Chris, Is this a new jig and did you get the owner's manual with it? Depending on the size dovetail bit you're using will determine what is recommended for the offset. Also, are you doing half-blind dovetails or thru-dovetails. If you're doing half-blind dovetails like for a drawer box, etc. You will be indexing two of your cuts from the left side of the machine and two of your cuts from the right side. Are you having the same problem when indexing from either side of the jig? Hope I didn't confuse you too much. I'm referring to half-blind dovetails, which is what I primarly do for drawers in Cabinets, etc. Porter Cable make a video on using their jigs and I'm sure you could find one on line if one didn't come with yours.


----------



## Chris36 (Sep 2, 2012)

Thanks John,

I will check it out tomorrow. I have only been running from the left. I think maybe the jig was not tight enough and the plank moved slightly while routing. I am also running half-blind dovetails for drawers. I just purchased the 4216. It seems fairly easy to use.

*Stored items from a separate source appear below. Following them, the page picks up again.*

//! Metadata finalization: cross-field dedup and case normalization

use crate::extract::record::{FieldValue, RawRecord};
use regex::Regex;
use std::collections::{BTreeMap, HashMap, HashSet};
use tracing::warn;

/// A record ready for download and sidecar generation
#[derive(Debug, Clone, PartialEq, Eq)]
pub struct FinalRecord {
    pub title: String,
    pub url: String,
    pub actors: Vec<String>,
    pub studios: Vec<String>,
    pub tags: Vec<String>,
    /// Every other extracted field, untouched except `producers` and `studio`
    pub fields: BTreeMap<String, FieldValue>,
}

impl FinalRecord {
    pub fn text(&self, field: &str) -> Option<&str> {
        self.fields
            .get(field)
            .and_then(FieldValue::first)
            .map(str::trim)
            .filter(|s| !s.is_empty())
    }
}

/// Case-insensitive term to exact-case rendering
#[derive(Debug, Clone, Default)]
pub struct CaseOverrides(HashMap<String, String>);

impl CaseOverrides {
    pub fn new<I, S>(terms: I) -> Self
    where
        I: IntoIterator<Item = S>,
        S: AsRef<str>,
    {
        Self(
            terms
                .into_iter()
                .map(|t| (t.as_ref().to_lowercase(), t.as_ref().to_string()))
                .collect(),
        )
    }

    pub fn get(&self, term: &str) -> Option<&str> {
        self.0.get(&term.to_lowercase()).map(String::as_str)
    }

    fn merged(&self, other: &CaseOverrides) -> Self {
        let mut map = self.0.clone();
        map.extend(other.0.iter().map(|(k, v)| (k.clone(), v.clone())));
        Self(map)
    }
}

/// Capitalizes the first letter of every alphabetic run, lowercasing the rest
fn title_word(word: &str) -> String {
    let mut out = String::with_capacity(word.len());
    let mut prev_alpha = false;
    for c in word.chars() {
        if c.is_alphabetic() {
            if prev_alpha {
                out.extend(c.to_lowercase());
            } else {
                out.extend(c.to_uppercase());
            }
            prev_alpha = true;
        } else {
            out.push(c);
            prev_alpha = false;
        }
    }
    out
}

/// A lowercase letter directly followed by an uppercase one ("McFly")
fn has_internal_capital(token: &str) -> bool {
    let chars: Vec<char> = token.chars().collect();
    chars
        .windows(2)
        .any(|w| w[0].is_lowercase() && w[1].is_uppercase())
}

/// Title-cases `text` with an override list
///
/// An exact (case-insensitive) override match on the whole text or on a
/// word wins. With `preserve_mixed_case`, a single token that already has
/// an internal capital is returned untouched.
///
/// # Examples
///
/// ```
/// use trawl::extract::{custom_title_case, CaseOverrides};
///
/// let overrides = CaseOverrides::new(["BrandX"]);
/// assert_eq!(custom_title_case("the brandx show", &overrides, false), "The BrandX Show");
/// assert_eq!(custom_title_case("McFly", &overrides, true), "McFly");
/// assert_eq!(custom_title_case("McFly", &overrides, false), "Mcfly");
/// ```
pub fn custom_title_case(text: &str, overrides: &CaseOverrides, preserve_mixed_case: bool) -> String {
    let text = text.trim();
    if let Some(exact) = overrides.get(text) {
        return exact.to_string();
    }

    let words: Vec<&str> = text.split_whitespace().collect();
    if preserve_mixed_case && words.len() == 1 && has_internal_capital(text) {
        return text.to_string();
    }

    words
        .iter()
        .map(|w| match overrides.get(w) {
            Some(exact) => exact.to_string(),
            None => title_word(w),
        })
        .collect::<Vec<_>>()
        .join(" ")
}

fn strip_markers(values: Vec<String>) -> Vec<String> {
    values
        .into_iter()
        .map(|v| v.trim_start_matches('#').trim().to_string())
        .filter(|v| !v.is_empty())
        .collect()
}

/// Normalizes raw records into final records
#[derive(Debug, Clone, Default)]
pub struct Finalizer {
    overrides: CaseOverrides,
    tag_overrides: CaseOverrides,
}

impl Finalizer {
    /// `case_overrides` apply everywhere; `tag_case_overrides` only to tags
    pub fn new(case_overrides: &[String], tag_case_overrides: &[String]) -> Self {
        let overrides = CaseOverrides::new(case_overrides);
        let tag_overrides = overrides.merged(&CaseOverrides::new(tag_case_overrides));
        Self {
            overrides,
            tag_overrides,
        }
    }

    /// Produces the final record for an item at `url`
    ///
    /// Studios drop entries equal (ignoring case) to an actor; tags drop
    /// entries equal to an actor or a surviving studio.
    pub fn finalize(&self, raw: &RawRecord, url: &str) -> FinalRecord {
        let actors = strip_markers(raw.list("actors"));
        let studios = strip_markers(raw.list("studios"));
        let tags = strip_markers(raw.list("tags"));

        let actor_keys: HashSet<String> = actors.iter().map(|a| a.to_lowercase()).collect();
        let studios: Vec<String> = studios
            .into_iter()
            .filter(|s| !actor_keys.contains(&s.to_lowercase()))
            .collect();
        let studio_keys: HashSet<String> = studios.iter().map(|s| s.to_lowercase()).collect();
        let tags: Vec<String> = tags
            .into_iter()
            .filter(|t| {
                let key = t.to_lowercase();
                !actor_keys.contains(&key) && !studio_keys.contains(&key)
            })
            .collect();

        let mut fields = BTreeMap::new();
        for (name, value) in raw.iter() {
            match name.as_str() {
                "actors" | "studios" | "tags" | "title" => {}
                "producers" => {
                    fields.insert(name.clone(), FieldValue::List(strip_markers(value.to_list())));
                }
                "studio" => {
                    let studio = value.first().unwrap_or_default().trim_start_matches('#');
                    fields.insert(
                        name.clone(),
                        FieldValue::Text(custom_title_case(studio, &self.overrides, true)),
                    );
                }
                _ => {
                    fields.insert(name.clone(), value.clone());
                }
            }
        }

        let title = raw
            .text("title")
            .map(|t| custom_title_case(t, &self.overrides, false))
            .unwrap_or_else(|| "Untitled".to_string());

        FinalRecord {
            title,
            url: url.to_string(),
            actors: actors
                .iter()
                .map(|a| custom_title_case(a, &self.overrides, true))
                .collect(),
            studios: studios
                .iter()
                .map(|s| custom_title_case(s, &self.overrides, true))
                .collect(),
            tags: tags
                .iter()
                .map(|t| custom_title_case(t, &self.tag_overrides, false))
                .collect(),
            fields,
        }
    }
}

/// Skips items whose metadata mentions an ignored term
#[derive(Debug, Clone, Default)]
pub struct IgnoreFilter {
    terms: Vec<(String, Regex, Regex)>,
}

impl IgnoreFilter {
    /// Each term matches as a whole word, or in its hyphenated form
    pub fn new(terms: &[String]) -> Self {
        let terms = terms
            .iter()
            .filter(|t| !t.trim().is_empty())
            .filter_map(|t| {
                let lower = t.trim().to_lowercase();
                let plain = Regex::new(&format!(r"\b{}\b", regex::escape(&lower))).ok()?;
                let hyphen = Regex::new(&format!(
                    r"\b{}\b",
                    regex::escape(&lower.replace(' ', "-"))
                ))
                .ok()?;
                Some((lower, plain, hyphen))
            })
            .collect();
        Self { terms }
    }

    /// Returns the first ignored term found in the record, if any
    pub fn matched_term(&self, record: &FinalRecord) -> Option<&str> {
        if self.terms.is_empty() {
            return None;
        }

        let mut values: Vec<(&str, String)> = vec![
            ("title", record.title.clone()),
            ("url", record.url.clone()),
        ];
        values.extend(record.actors.iter().map(|v| ("actors", v.clone())));
        values.extend(record.studios.iter().map(|v| ("studios", v.clone())));
        values.extend(record.tags.iter().map(|v| ("tags", v.clone())));
        for (name, value) in &record.fields {
            values.extend(value.to_list().into_iter().map(|v| (name.as_str(), v)));
        }

        for (field, value) in values {
            let lower = value.to_lowercase();
            for (term, plain, hyphen) in &self.terms {
                if plain.is_match(&lower) || hyphen.is_match(&lower) {
                    warn!("Ignoring item due to term '{}' in {}: '{}'", term, field, value);
                    return Some(term);
                }
            }
        }
        None
    }
}
//! Integration tests for the crawler
//!
//! These tests use wiremock to serve a small site and run the crawl driver
//! end-to-end against it, with a probe double standing in for ffprobe.

use async_trait::async_trait;
use std::path::Path;
use std::sync::Arc;
use tempfile::TempDir;
use trawl::config::{Settings, SiteDescription};
use trawl::crawler::{CrawlOptions, Crawler, FetchSession};
use trawl::download::{DownloadPipeline, Probe, ProbeError, ProbeReport};
use trawl::output::LocalSink;
use trawl::state::{DedupStore, PaginationCursor};
use wiremock::matchers::{method, path};
use wiremock::{Mock, MockServer, ResponseTemplate};

/// Reports a fixed duration and the real file size
struct FixedProbe(f64);

#[async_trait]
impl Probe for FixedProbe {
    async fn probe(&self, path: &Path) -> Result<ProbeReport, ProbeError> {
        let size_bytes = std::fs::metadata(path)?.len();
        Ok(ProbeReport {
            duration_secs: self.0,
            width: Some(1280),
            height: Some(720),
            bitrate_kbps: 0,
            size_bytes,
        })
    }
}

struct Harness {
    server: MockServer,
    dir: TempDir,
    settings: Settings,
    site: SiteDescription,
}

impl Harness {
    async fn start() -> Self {
        let server = MockServer::start().await;
        let dir = TempDir::new().unwrap();

        let settings = Settings::from_toml(&format!(
            r#"
user-agents = ["trawl-test/1.0"]
state-file = "{state}"

[sleep]
between-pages = 0.0
between-items = 0.0

[destination]
path = "{media}"
"#,
            state = dir.path().join("state.txt").display(),
            media = dir.path().join("media").display(),
        ))
        .unwrap();

        let site = SiteDescription::from_toml(&format!(
            r#"
name = "Mock Tube"
shortcode = "mt"
domain = "127.0.0.1"
base-url = "{base}"

[download]
method = "http"

[[modes]]
name = "video"
kind = "item"
url = "/watch/{{video}}"

[[modes]]
name = "search"
kind = "list"
url = "/search/{{search}}"
max-pages = 3

[[modes]]
name = "category"
kind = "list"
url = "/category/{{category}}"
url-paged = "/category/{{category}}/{{page}}"
max-pages = 2

[[modes]]
name = "rss"
kind = "feed"
url = "/rss"

[scrapers.item.fields]
title = "h1"
download_url = {{ selector = "a.download", attribute = "href" }}

[scrapers.feed.fields]
title = "title"

[scrapers.list]
container = "ul.results"
item = "li"

[scrapers.list.fields]
url = {{ selector = "a", attribute = "href" }}

[scrapers.list.pagination]
next-page = {{ selector = "a.next" }}
"#,
            base = server.uri(),
        ))
        .unwrap();

        Self {
            server,
            dir,
            settings,
            site,
        }
    }

    fn url(&self, path: &str) -> String {
        format!("{}{}", self.server.uri(), path)
    }

    fn media(&self) -> std::path::PathBuf {
        self.dir.path().join("media")
    }

    fn store(&self) -> DedupStore {
        DedupStore::load(&self.settings.state_file).unwrap()
    }

    /// Serves an item page whose download link points at `/media/{id}.mp4`
    async fn mount_item(&self, id: u32, title: &str, bytes: usize) {
        let body = format!(
            r#"<html><body><h1>{}</h1><a class="download" href="/media/{}.mp4">Download</a></body></html>"#,
            title, id
        );
        Mock::given(method("GET"))
            .and(path(format!("/watch/{}", id)))
            .respond_with(ResponseTemplate::new(200).set_body_string(body))
            .mount(&self.server)
            .await;
        Mock::given(method("GET"))
            .and(path(format!("/media/{}.mp4", id)))
            .respond_with(ResponseTemplate::new(200).set_body_bytes(vec![0u8; bytes]))
            .mount(&self.server)
            .await;
    }

    async fn run(&self, store: &mut DedupStore, probe: f64, input: &str) -> bool {
        let mut session = FetchSession::new(&self.settings).unwrap();
        let sink = Arc::new(LocalSink::from_config(&self.settings.destination));
        let pipeline = DownloadPipeline::new(
            session.client().clone(),
            Arc::new(FixedProbe(probe)),
            sink,
            self.settings.validation.min_bytes_per_second,
        );

        let mut crawler = Crawler::new(&self.site, &self.settings, &mut session, store, &pipeline)
            .unwrap()
            .with_options(CrawlOptions::default());
        let handled = crawler
            .run_input(input, PaginationCursor::default())
            .await
            .unwrap();
        session.close().await;
        handled
    }
}

fn listing(items: &[&str], next: Option<&str>) -> String {
    let mut body = String::from(r#"<html><body><ul class="results">"#);
    for item in items {
        body.push_str(&format!(r#"<li><a href="{}">clip</a></li>"#, item));
    }
    body.push_str("</ul>");
    if let Some(next) = next {
        body.push_str(&format!(r#"<a class="next" href="{}">Next</a>"#, next));
    }
    body.push_str("</body></html>");
    body
}

#[tokio::test]
async fn test_leaf_item_is_committed_and_recorded() {
    let h = Harness::start().await;
    h.mount_item(1, "First Clip", 50_000).await;

    let mut store = h.store();
    let url = h.url("/watch/1");
    assert!(h.run(&mut store, 1.0, &url).await);

    let artifact = h.media().join("First Clip.mp4");
    assert_eq!(std::fs::metadata(&artifact).unwrap().len(), 50_000);
    assert!(!h.media().join(".First Clip.mp4").exists());
    assert!(store.contains(&url));

    let state = std::fs::read_to_string(&h.settings.state_file).unwrap();
    assert_eq!(state.lines().collect::<Vec<_>>(), vec![url.as_str()]);
}

#[tokio::test]
async fn test_implausible_download_leaves_no_artifact() {
    let h = Harness::start().await;
    // 100_000 bytes over 120 seconds is about 833 B/s
    h.mount_item(1, "Clip", 100_000).await;

    let mut store = h.store();
    let url = h.url("/watch/1");
    assert!(!h.run(&mut store, 120.0, &url).await);

    assert!(!h.media().join("Clip.mp4").exists());
    assert!(!h.media().join(".Clip.mp4").exists());
    assert!(!store.contains(&url));
}

#[tokio::test]
async fn test_recorded_item_is_not_downloaded_again() {
    let h = Harness::start().await;
    let item = h.url("/watch/7");

    let mut store = h.store();
    store.record(&item).unwrap();

    Mock::given(method("GET"))
        .and(path("/search/cats"))
        .respond_with(ResponseTemplate::new(200).set_body_string(listing(&["/watch/7"], None)))
        .expect(1)
        .mount(&h.server)
        .await;
    Mock::given(method("GET"))
        .and(path("/watch/7"))
        .respond_with(ResponseTemplate::new(200).set_body_string("<h1>Seen</h1>"))
        .expect(0)
        .mount(&h.server)
        .await;

    assert!(h.run(&mut store, 1.0, &h.url("/search/cats")).await);
    assert!(!h.media().join("Seen.mp4").exists());
}

#[tokio::test]
async fn test_page_cap_stops_before_next_link() {
    let h = Harness::start().await;
    let mut store = h.store();

    for page in 1..=3u32 {
        let route = if page == 1 {
            "/search/cats".to_string()
        } else {
            format!("/search/cats/{}", page)
        };
        let item = h.url(&format!("/watch/{}", page));
        store.record(&item).unwrap();
        let next = format!("/search/cats/{}", page + 1);
        Mock::given(method("GET"))
            .and(path(route))
            .respond_with(
                ResponseTemplate::new(200).set_body_string(listing(&[&item], Some(&next))),
            )
            .expect(1)
            .mount(&h.server)
            .await;
    }
    Mock::given(method("GET"))
        .and(path("/search/cats/4"))
        .respond_with(ResponseTemplate::new(200).set_body_string(listing(&[], None)))
        .expect(0)
        .mount(&h.server)
        .await;

    assert!(h.run(&mut store, 1.0, &h.url("/search/cats")).await);
}

#[tokio::test]
async fn test_paged_template_keeps_captured_case() {
    let h = Harness::start().await;
    let mut store = h.store();
    let item = h.url("/watch/9");
    store.record(&item).unwrap();

    Mock::given(method("GET"))
        .and(path("/category/BigCats"))
        .respond_with(ResponseTemplate::new(200).set_body_string(listing(&[&item], None)))
        .expect(1)
        .mount(&h.server)
        .await;
    Mock::given(method("GET"))
        .and(path("/category/BigCats/2"))
        .respond_with(ResponseTemplate::new(200).set_body_string(listing(&[&item], None)))
        .expect(1)
        .mount(&h.server)
        .await;
    Mock::given(method("GET"))
        .and(path("/category/bigcats/2"))
        .respond_with(ResponseTemplate::new(200).set_body_string(listing(&[], None)))
        .expect(0)
        .mount(&h.server)
        .await;

    assert!(h.run(&mut store, 1.0, &h.url("/category/BigCats")).await);
}

#[tokio::test]
async fn test_list_item_offset_applies_to_first_page() {
    let h = Harness::start().await;
    h.mount_item(2, "Second", 20_000).await;

    Mock::given(method("GET"))
        .and(path("/search/dogs"))
        .respond_with(
            ResponseTemplate::new(200).set_body_string(listing(&["/watch/1", "/watch/2"], None)),
        )
        .mount(&h.server)
        .await;
    Mock::given(method("GET"))
        .and(path("/watch/1"))
        .respond_with(ResponseTemplate::new(200).set_body_string("<h1>First</h1>"))
        .expect(0)
        .mount(&h.server)
        .await;

    let mut store = h.store();
    let mut session = FetchSession::new(&h.settings).unwrap();
    let sink = Arc::new(LocalSink::from_config(&h.settings.destination));
    let pipeline = DownloadPipeline::new(session.client().clone(), Arc::new(FixedProbe(1.0)), sink, 10_240);
    let mut crawler = Crawler::new(&h.site, &h.settings, &mut session, &mut store, &pipeline).unwrap();

    let handled = crawler
        .run_mode("search", "dogs", PaginationCursor::new(1, 2))
        .await
        .unwrap();
    assert!(handled);
    assert!(h.media().join("Second.mp4").exists());
}

#[tokio::test]
async fn test_feed_entries_processed_oldest_first() {
    let h = Harness::start().await;
    h.mount_item(1, "Old One", 20_000).await;
    h.mount_item(2, "New One", 20_000).await;

    let feed = format!(
        r#"<?xml version="1.0" encoding="UTF-8"?>
<rss version="2.0"><channel><title>Mock</title><link>{base}</link><description>d</description>
<item><title>New One</title><link>{base}/watch/2</link><guid>2</guid></item>
<item><title>Old One</title><link>{base}/watch/1</link><guid>1</guid></item>
</channel></rss>"#,
        base = h.server.uri()
    );
    Mock::given(method("GET"))
        .and(path("/rss"))
        .respond_with(ResponseTemplate::new(200).set_body_string(feed))
        .mount(&h.server)
        .await;

    let mut store = h.store();
    assert!(h.run(&mut store, 1.0, &h.url("/rss")).await);

    let state = std::fs::read_to_string(&h.settings.state_file).unwrap();
    let oldest = h.url("/watch/1");
    let newest = h.url("/watch/2");
    assert_eq!(
        state.lines().collect::<Vec<_>>(),
        vec![oldest.as_str(), newest.as_str()]
    );
    assert!(h.media().join("Old One.mp4").exists());
    assert!(h.media().join("New One.mp4").exists());
}

#[tokio::test]
async fn test_unknown_mode_is_an_error() {
    let h = Harness::start().await;
    let mut store = h.store();
    let mut session = FetchSession::new(&h.settings).unwrap();
    let sink = Arc::new(LocalSink::from_config(&h.settings.destination));
    let pipeline = DownloadPipeline::new(session.client().clone(), Arc::new(FixedProbe(1.0)), sink, 10_240);
    let mut crawler = Crawler::new(&h.site, &h.settings, &mut session, &mut store, &pipeline).unwrap();

    let err = crawler
        .run_mode("nope", "x", PaginationCursor::default())
        .await
        .unwrap_err();
    assert!(matches!(err, trawl::TrawlError::UnknownMode { .. }));
}
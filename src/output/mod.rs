//! Output module for committing finished artifacts
//!
//! This module handles:
//! - The sink interface and the local-directory sink
//! - Ownership and mode policy for committed files
//! - Metadata sidecar files

mod local;
mod nfo;
mod traits;

pub use local::LocalSink;
pub use nfo::{render_nfo, NfoWriter};
pub use traits::{PutOutcome, SidecarWriter, Sink, SinkError, SinkResult};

I will let you know what happens .

-Chris


----------



## huff (May 28, 2009)

Chris, Here's a tip I learned when using my jig; When I lay out my sides, front and back for my drawers, I size all my pieces to the exact size, daddo for the bottom and make sure I sand the inside of my drawer pieces at that time. (I found that if you sand after you dovetail, but before you assemble, it can change the tightness of the joints if you have to sand much to get rid of tooling marks). Here's my tip: take your pieces and set the sides and front and back on edge as if you were putting the drawer box together…........but think inside out and upside down. I hope you can picture this, but since you have the sides, F&B daddoed, put the front of box in front of you on it's edge with the daddo towards the top and facing towards you (facing out), Do the sides the same with the daddo facing to the outside and towards the top and the back the same way. Take a pencil and start at the front left corner and mark the bottom edge of the front and the left side with an "A" , go to the back left corner and mark the left side and back left corner with a "B", go to the back right corner and mark the back right corner and right side with a "C" and come back to the right front and mark the right front and right side with a "D" 
You'll better understand this when you can do this with your pieces in front of you and you will see now you have all four corner marked with a reference letter.
Now you can start your first dovetail. Start with your letter "A" corner; your front will go on the top of your jig on the left side with the daddo facing up and towards the stop block. Your side will be placed in the front with the daddo facing out and towards the stop block. Make sure everything is snug against the stop blocks on the left and flush. Now you're ready to dovetail. Once you're done dovetailing that corner, remove and flip around and check your fit. Replace your pieces to your bench and now you can do corner marked "B".........This will be indexed on the right side of your jig doing the same as with corner "A". Daddo facing up and out and towards the stop blocks on the right side.
Corner "C" will be indexed back to the left side of your jig and Corner "D" will be indexed to the right side. I found this works well for me, because when I get ready to assemble my drawer box, I can still use my indexing letters to make sure I keep everthing matched the way it was dovetailed. 
I know this is confusing and hope I didn't mess you up with this info. PM me if you have any questions and I'll see if I can answer any questions you have. I've used my jig for years and the only drawer I've ever done for any of my projects is dovetailed. Feel free to check me out at my web-site @ www.thehuffordfurnituregroup.com. 
Good luck and let me know how you make out.


----------



## huff (May 28, 2009)

I forgot to mention one thing; I used to have a problem with the fronts or backs moving a little while dovetailing and that really screws thing up. I took some adhesive backed sandpaper and put on the surface of my jig where the wood lays and that's all it took to keep things from moving when I clamped the pieces. Hope this will help too.


----------



## toddbeaulieu (Mar 5, 2010)

John, thank you for posting these tips. The sandpaper trick is a great bonus. I had a test piece slip this morning. Would hate for that to happen on the real project.


----------